Rappelez vous : « Aux dernières lueurs du crépuscule, ils traversèrent un large plateau
volcanique encastré dans l'arène des collines. Les collines étaient d'un bleu sombre dans la
pénombre bleue et les pieds arrondis du cheval faisaient un bruit mat sur le gravier du désert. La
nuit tombante venait par l'est et l'obscurité qui passait au-dessus d'eux arriva dans une soudaine
bouffée de froid et de silence et passa. Comme si l'obscurité avait elle-même une âme qui était
l'assassin du soleil courant vers l'ouest, comme les hommes l'ont cru jadis, comme ils pourraient le
croire encore un jour.
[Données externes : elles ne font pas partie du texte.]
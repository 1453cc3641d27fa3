// src/core/reconciler.rs
use crate::types::{OpenOrder, OrderSpec, Position};
use rust_decimal::Decimal;
use std::collections::HashSet;

#[derive(Debug, Clone, Copy)]
pub struct ReconcilePolicy {
    pub order_timeout_ms: i64,
    pub position_stale_ms: i64,
    /// Positions with `|notional|` at or below this are left alone.
    pub noise_floor: Decimal,
}

#[derive(Debug, Clone, PartialEq)]
pub enum Action {
    /// Cancel a resting order that did not fill in time.
    CancelStale(OpenOrder),
    /// Reduce-only market order closing a position.
    Flatten(OrderSpec),
}

#[derive(Debug, Clone, Default, PartialEq)]
pub struct Reconciliation {
    pub actions: Vec<Action>,
    pub stale_orders: usize,
    pub fresh_orders: usize,
}

impl Reconciliation {
    pub fn is_noop(&self) -> bool {
        self.actions.is_empty()
    }
}

/// Cancels come first. A symbol that had a stale order is then flattened whatever
/// the age of its position, since the cancelled leg left it unhedged.
pub fn reconcile(
    open_orders: &[OpenOrder],
    positions: &[Position],
    policy: &ReconcilePolicy,
    now_ms: i64,
) -> Reconciliation {
    let mut result = Reconciliation::default();
    let mut touched: HashSet<&str> = HashSet::new();

    for order in open_orders {
        if now_ms - order.update_time > policy.order_timeout_ms {
            result.stale_orders += 1;
            touched.insert(order.symbol.as_str());
            result.actions.push(Action::CancelStale(order.clone()));
        } else {
            result.fresh_orders += 1;
        }
    }

    for position in positions {
        let stale = now_ms - position.update_time > policy.position_stale_ms;
        if !stale && !touched.contains(position.symbol.as_str()) {
            continue;
        }
        if let Some(order) = flatten_order(position, policy.noise_floor) {
            result.actions.push(Action::Flatten(order));
        }
    }

    result
}

/// Flatten orders for every non-trivial position, whatever its age.
pub fn flatten_all(positions: &[Position], noise_floor: Decimal) -> Vec<OrderSpec> {
    positions
        .iter()
        .filter_map(|p| flatten_order(p, noise_floor))
        .collect()
}

fn flatten_order(position: &Position, noise_floor: Decimal) -> Option<OrderSpec> {
    if position.notional.abs() <= noise_floor {
        return None;
    }
    let side = position.side()?.opposite();
    Some(OrderSpec::market(&position.symbol, side, position.amount.abs()).reduce_only())
}

#[cfg(test)]
mod tests {
    use super::*;
    use crate::types::{OrderType, Side};
    use std::str::FromStr;

    const NOW: i64 = 1_700_000_000_000;

    fn d(s: &str) -> Decimal {
        Decimal::from_str(s).unwrap()
    }

    fn policy() -> ReconcilePolicy {
        ReconcilePolicy {
            order_timeout_ms: 300_000,
            position_stale_ms: 60_000,
            noise_floor: d("1"),
        }
    }

    fn order(symbol: &str, side: Side, age_ms: i64) -> OpenOrder {
        OpenOrder {
            symbol: symbol.into(),
            order_id: 9,
            client_order_id: "c9".into(),
            side,
            price: d("100"),
            orig_qty: d("0.5"),
            executed_qty: d("0.2"),
            update_time: NOW - age_ms,
        }
    }

    fn position(symbol: &str, amount: &str, notional: &str, age_ms: i64) -> Position {
        Position {
            symbol: symbol.into(),
            amount: d(amount),
            notional: d(notional),
            update_time: NOW - age_ms,
        }
    }

    #[test]
    fn order_timeout_boundary_is_strict() {
        let at_limit = reconcile(&[order("BTCUSDT", Side::Buy, 300_000)], &[], &policy(), NOW);
        assert!(at_limit.is_noop());
        assert_eq!(at_limit.fresh_orders, 1);

        let past_limit = reconcile(&[order("BTCUSDT", Side::Buy, 300_001)], &[], &policy(), NOW);
        assert_eq!(past_limit.stale_orders, 1);
        assert_eq!(
            past_limit.actions,
            vec![Action::CancelStale(order("BTCUSDT", Side::Buy, 300_001))]
        );
    }

    #[test]
    fn position_staleness_boundary_is_strict() {
        let at_limit = reconcile(&[], &[position("BTCUSDT", "0.01", "1000", 60_000)], &policy(), NOW);
        assert!(at_limit.is_noop());

        let past_limit =
            reconcile(&[], &[position("BTCUSDT", "0.01", "1000", 60_001)], &policy(), NOW);
        assert_eq!(past_limit.actions.len(), 1);
        assert!(matches!(&past_limit.actions[0], Action::Flatten(o) if o.side == Side::Sell));
    }

    #[test]
    fn stale_positions_are_flattened_reduce_only_against_their_sign() {
        let positions = vec![
            position("BTCUSDT", "0.01", "1000", 120_000),
            position("ETHUSDT", "-0.5", "-1000", 120_000),
        ];
        let result = reconcile(&[], &positions, &policy(), NOW);

        let orders: Vec<_> = result
            .actions
            .iter()
            .map(|a| match a {
                Action::Flatten(o) => o.clone(),
                other => panic!("unexpected action {:?}", other),
            })
            .collect();
        assert_eq!(orders.len(), 2);
        assert_eq!((orders[0].side, orders[0].quantity), (Side::Sell, d("0.01")));
        assert_eq!((orders[1].side, orders[1].quantity), (Side::Buy, d("0.5")));
        assert!(orders.iter().all(|o| o.reduce_only && o.price.is_none()));
    }

    #[test]
    fn fresh_dust_and_flat_positions_are_left_alone() {
        let positions = vec![
            position("BTCUSDT", "0.01", "1000", 10_000),
            position("ETHUSDT", "0.0001", "0.2", 120_000),
            position("SOLUSDT", "0", "0", 120_000),
        ];
        assert!(reconcile(&[], &positions, &policy(), NOW).is_noop());
    }

    #[test]
    fn stale_order_is_cancelled_then_its_symbol_flattened_reduce_only() {
        let result = reconcile(
            &[order("BTCUSDT", Side::Sell, 400_000)],
            &[
                position("BTCUSDT", "0.2", "20", 1_000),
                position("ETHUSDT", "0.2", "20", 1_000),
            ],
            &policy(),
            NOW,
        );
        assert_eq!(result.actions.len(), 2);
        assert!(matches!(result.actions[0], Action::CancelStale(_)));
        let Action::Flatten(flatten) = &result.actions[1] else {
            panic!("expected a flatten, got {:?}", result.actions);
        };
        assert_eq!(flatten.symbol, "BTCUSDT");
        assert_eq!((flatten.side, flatten.quantity), (Side::Sell, d("0.2")));
        assert_eq!(flatten.order_type, OrderType::Market);
        assert!(flatten.reduce_only);
    }

    #[test]
    fn stale_order_on_a_flat_account_only_cancels() {
        let result = reconcile(
            &[order("BTCUSDT", Side::Buy, 400_000)],
            &[position("BTCUSDT", "0", "0", 400_000)],
            &policy(),
            NOW,
        );
        assert_eq!(
            result.actions,
            vec![Action::CancelStale(order("BTCUSDT", Side::Buy, 400_000))]
        );
    }

    #[test]
    fn reconciling_twice_with_nothing_stale_is_a_noop() {
        let orders = vec![order("BTCUSDT", Side::Buy, 1_000)];
        let positions = vec![position("BTCUSDT", "0", "0", 0)];
        let first = reconcile(&orders, &positions, &policy(), NOW);
        let second = reconcile(&orders, &positions, &policy(), NOW);
        assert!(first.is_noop());
        assert_eq!(first, second);
    }

    #[test]
    fn flatten_all_ignores_age() {
        let positions = vec![position("BTCUSDT", "-0.01", "-1000", 0)];
        let orders = flatten_all(&positions, d("1"));
        assert_eq!(orders.len(), 1);
        assert_eq!(orders[0].side, Side::Buy);
    }
}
Ils arrivèrent au bout de la plaine dans l'ultime lumière mourante homme et
louve et cheval sur les terrasses des collines basses fortement érodées par le vent et ils traversèrent
une clôture ou plutôt là où il y avait eu jadis une clôture, les fils de fer depuis longtemps tombés et
enroulés et emportés et les petits piquets nus de bois et de mesquite partant sans but dans la nuit, à
la file comme un cortège de retraités voûtés et tordus. Ils franchirent le col dans l'obscurité et il
arrêta son cheval et contempla les éclairs au sud loin au - dessus de plaines du Mexique. Le vent
les cinglait entre les arbres du col et dans le vent il y avait des aiguilles de grésil ».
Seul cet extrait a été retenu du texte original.